Spectrograms of the continuous simultaneous EMG recording from the Extensor of the fingers (EF) of the left (top panel) and right arm (bottom panel), during the conditions rest, left arm stretching (L stretch), right arm stretching (R stretch), and both arms stretching (B stretch) in patient No.1. The color bar on the right of the figure indicates power intensity going from low (deep blue) to high (red). A clear increase in the tremor frequency range is visible as an orange band between 4 and 6 Hz on the left EF spectrogram, during extension of the arms and fingers inducing postural tremor (conditions L stretch and B stretch). No increase in power in the tremor frequency is visible on the right EF spectrogram.
Figure 2Single-subject analysis for protocol “Tremor” with the “Circuit mask”.

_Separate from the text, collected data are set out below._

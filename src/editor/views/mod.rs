//! # Views
//!
//! Terminal presentation layer. Consumes view-model state; owns no
//! editing logic.

pub mod terminal_renderer;

pub use terminal_renderer::TerminalRenderer;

The right hemisphere is represented on the right (“neurological view”). SPM t-contrasts, superimposed on the subjects’ own T1, are shown at a threshold of p<.001 uncorrected. For patient No. 2 and 4, Left EMG, no activity was seen at this threshold: for explorative purpose, these scans are shown at a threshold of p<.005 (p value indicated in the figure above the corresponding images). The crosshair points to the global maxima. Panels on the left show activity related to left EMG during left arm stretching (non-operated side). Ipsilateral cerebellar activation is present in all the patients except for patient 5. In four patients (No. 1, 3, 4, and 6) this represented the maximal activity, while in patient No. 2 the maximal activity was in the right caudate. In patient No. 5 the maximal activity was located in the right cerebellum and there was no clear activation of the left cerebellum. Panels on the right show activity related to right EMG during right arm stretching (operated side). Ipsilateral cerebellar activation is present in all patients. In patient No. 4 activity was maximal in the right caudate and in patient No. 2 in the left putamen.
Figure 3Single-subjects analysis for protocol “Tremor” with masking on the thalamus area.
The right hemisphere is represented on the right (“neurological view”). SPM t-contrasts, superimposed on the subjects’ own T1, are shown at a threshold of p<.001 uncorrected. For patient No. 1 and No. 4, Left EMG, no activity was seen at this threshold: for explorative purpose these scans are shown at a threshold of p<.005 and p<.05 respectively (p value indicated in the figure above the corresponding images). The crosshair points to the global maxima. Panels on the left show activity related to left EMG during left arm stretching. Contralateral thalamic activation was present in the thalamic dorsal complex (No.1 and 6) or in the posterior thalamic region (No. 2 and 4). In patients No.3 and No. 5 there was no activation. Panels on the right show activity related to right EMG during right arm stretching. There was no thalamic activation in patients No. 1, 3, 5, and 6. In patient No. 2 and 4, bilateral thalamic activation was present, with global maxima in the left posterior thalamus (No.2) and in the right thalamic dorsal complex (No.4).